Гуссерль не выдерживает того, что он сам называет «искушением языком», чего не выдерживает почти любой современный интеллигентный человек. «Легко заметить, – пишет он, – что уже в человеческой жизни, и прежде всего в индивидуальной, от детства до зрелости, изначально чувственно-созерцательная жизнь, в разнообразной активности создающая на основе чувственного опыта свои изначально очевидные образы, очень быстро и по нарастающей впадает в и с к у ш е н и е я з ы к о м. Она все больше и больше впадает в речь и чтение, управляемые исключительно ассоциациями, вследствие чего последующий опыт довольно часто разочаровывает ее в таким вот образом полученных оценках» 557.

Все мы, будучи первоначально нормальными детьми, потом становимся в той или иной мере гоголевскими Акакиями Акакиевичами, для которых если и не переписывание казенных бумаг, то говорение избитых фраз, вместо живого дела, становится главным смыслом жизни. Это и есть одно из уродств современной культуры, которое Ильенков называл вербализмом и анализ которого Гуссерль не доводит до конца. Кстати, разочарование Гуссерля в самом талантливом своем ученике Хайдеггере, которое он испытал под конец жизни, было связано именно с тем, что феноменология не выводит нас за пределы языка.

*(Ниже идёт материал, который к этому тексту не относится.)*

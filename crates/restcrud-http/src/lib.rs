//! # restcrud-http
//!
//! Reqwest-based client for PostgREST-style CRUD+RPC backends.
//!
//! [`RestClient`] executes the requests planned by `restcrud-core` and
//! normalizes the outcome: 2xx responses decode to JSON, non-2xx responses
//! become [`RestError::Request`] carrying the status and the backend's
//! error body, and network failures surface as [`RestError::Transport`].
//!
//! ## Example
//!
//! ```ignore
//! use restcrud_core::{ClientConfig, Credentials, Filter, FilterSet};
//! use restcrud_http::RestClient;
//! use serde_json::json;
//!
//! let config = ClientConfig::new("https://project.supabase.co", Credentials::new(key))?;
//! let client = RestClient::new(config);
//!
//! client.create("users", &json!({"name": "John Doe"})).await?;
//! let rows = client
//!     .read("users", &FilterSet::new().with(Filter::eq("name", "John Doe")), &[])
//!     .await?;
//! ```

mod client;
mod error;

pub use client::RestClient;
pub use error::RestError;
//! Request and response data model

use std::fmt::{Display, Formatter};

use serde_json::Value;

/// The HTTP methods the five operations use.
#[derive(Debug, Clone, Copy, PartialEq, Eq)]
pub enum Method {
    Get,
    Post,
    Patch,
    Delete,
}

impl Method {
    pub fn as_str(&self) -> &'static str {
        match self {
            Method::Get => "GET",
            Method::Post => "POST",
            Method::Patch => "PATCH",
            Method::Delete => "DELETE",
        }
    }
}

impl Display for Method {
    fn fmt(&self, f: &mut Formatter<'_>) -> std::fmt::Result {
        f.write_str(self.as_str())
    }
}

/// A fully planned request: everything the transport needs to issue it.
#[derive(Debug, Clone, PartialEq, Eq)]
pub struct RestRequest {
    pub method: Method,
    pub url: String,
    pub headers: Vec<(String, String)>,
    pub query: Vec<(String, String)>,
    pub body: Option<Value>,
}

/// A normalized response: the status code and the decoded JSON body
/// (`Value::Null` when the backend answered with an empty body).
#[derive(Debug, Clone, PartialEq)]
pub struct RestResponse {
    pub status: u16,
    pub body: Value,
}

impl RestResponse {
    pub fn is_success(&self) -> bool {
        (200..300).contains(&self.status)
    }

    /// The backend's error message, when the body is a JSON object with a
    /// `message` field. Hosted PostgREST backends report errors that way.
    pub fn error_message(&self) -> Option<&str> {
        self.body.get("message").and_then(Value::as_str)
    }
}
//! Error types for client configuration

use thiserror::Error;

/// Errors that can occur while constructing a [`crate::ClientConfig`]
#[derive(Debug, Error, Clone, PartialEq, Eq)]
pub enum ConfigError {
    #[error("Base URL must not be empty")]
    EmptyBaseUrl,

    #[error("Base URL '{0}' must start with http:// or https://")]
    InvalidBaseUrl(String),

    #[error("API key must not be empty")]
    EmptyApiKey,

    #[error("Bearer token must not be empty")]
    EmptyBearerToken,
}
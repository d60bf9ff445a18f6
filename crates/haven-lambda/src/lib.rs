//! haven-lambda
//!
//! HTTP API for the Haven app, served from AWS Lambda. Everything except
//! `/health` and `/instruments` requires a bearer token.

pub mod config;
pub mod error;
pub mod middleware;
pub mod routes;
pub mod services;
pub mod state;

use axum::Router;
use axum::middleware as axum_mw;
use axum::routing::{get, post};
use tower_http::cors::{Any, CorsLayer};

use state::AppState;

pub fn app(state: AppState) -> Router {
    let cors = CorsLayer::new()
        .allow_origin(Any)
        .allow_methods(Any)
        .allow_headers(Any);

    let protected = Router::new()
        .route("/assessments/interpret", post(routes::interpret::interpret))
        .route(
            "/assessments/{type}/submit",
            post(routes::assessments::submit_assessment),
        )
        .route("/assessments/results", get(routes::assessments::list_results))
        .route(
            "/assessments/results/{id}",
            get(routes::assessments::get_result),
        )
        .route(
            "/activities",
            get(routes::activities::list_activities).post(routes::activities::record_activity),
        )
        .route("/profile", get(routes::profile::get_profile))
        .route("/badges", get(routes::badges::list_badges))
        .route_layer(axum_mw::from_fn_with_state(
            state.clone(),
            middleware::auth::require_auth,
        ));

    Router::new()
        // Health (no auth)
        .route("/health", get(routes::health::health_check))
        // Instruments (no auth, public schema data)
        .route("/instruments", get(routes::instruments::list_instruments))
        .route(
            "/instruments/{type}",
            get(routes::instruments::get_instrument_detail),
        )
        .merge(protected)
        .layer(axum_mw::from_fn(middleware::audit::audit_log))
        .layer(cors)
        .with_state(state)
}
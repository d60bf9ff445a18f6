use aws_config::BehaviorVersion;
use aws_sdk_bedrockruntime::Client;

/// Build a Bedrock runtime client from the default credential chain.
pub async fn build_client() -> Client {
    let config = aws_config::load_defaults(BehaviorVersion::latest()).await;
    Client::new(&config)
}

Ведь «изначально очевидные образы», которые мы получаем в результате «разнообразной активности», сами по себе не выводят за пределы нашей индивидуальной психики, нашей «экзистенции».

Гуссерль вобщем-то не может окончательно порвать с психологизмом в пользу историзма. Но он хочет удержаться на какой-то грани между тем и другим в духе метода дополнительности. «Господствующая догма, – пишет Гуссерль, – о принципиальном разрыве между теоретико-познавательным прояснением и историческим… объяснением, между теоретико-познавательным и генетическим истоком в корне ложна, поскольку обычно понятия «истории», «исторического объяснения» и «генезиса» непозволительно ограничиваются. Или, точнее, в корне ложным является то ограничение, из-за которого остаются скрытыми самые глубокие и подлинные проблемы истории» 558.

Самая глубокая и подлинная проблема истории – это проблема ее начала и сущности . Что лежит в основе истории? «Универсальное Априори», которое до того неизвестно где пребывало, или то, что непосредственно совпадает с первым историческим действием, практически осуществленным Фалесом каменного рубила? Вот на какой вопрос все равно приходится отвечать. И Гуссерль в конечном счете отвечает: «универсальное Априори». Но тогда история ничего не объясняет, и сама нуждается в объяснении. Каково Априори, считает Гуссерль, такова и история. А потому историзм он, вслед за позитивистами, именует уничижительным словечком «историцизм».

Первоначальные идеальные «априори» или предшествуют всякой деятельности, или они являются результатом идеализации в процессе деятельности. Исторически геометрия появляется там, где уже создан мир правильных (идеальных) геометрических форм. То есть действительность была идеализирована раньше, чем появилась наука геометрия. И от этой идеализированной действительности могли быть потом «абстрагированы» идеальная прямая, плоскость, цилиндр и т.д. «Сначала, – пишет сам Гуссерль, – от образов вещей отделяются плоскости – более или менее «гладкие», более или менее совершенные плоскости; более или менее грубые края или в своем роде «ровные», иными словами, более или менее чистые линии; углы – более или менее совершенные точки; затем среди линий особо предпочитаются прямые, среди плоскостей – ровные; например, из практических причин предпочитаются прямоугольные доски, ограниченные плоскостями, прямыми, точками, так как целиком или местами искривленные плоскости для многих практических целей оказываются нежелательными. Так в практике начинает играть свою роль производство плоскостей и их усовершенствование (полировка). То же происходит со стремлением к справедливости при разделе поровну. При этом грубая оценка величин превращается в их измерение» 559.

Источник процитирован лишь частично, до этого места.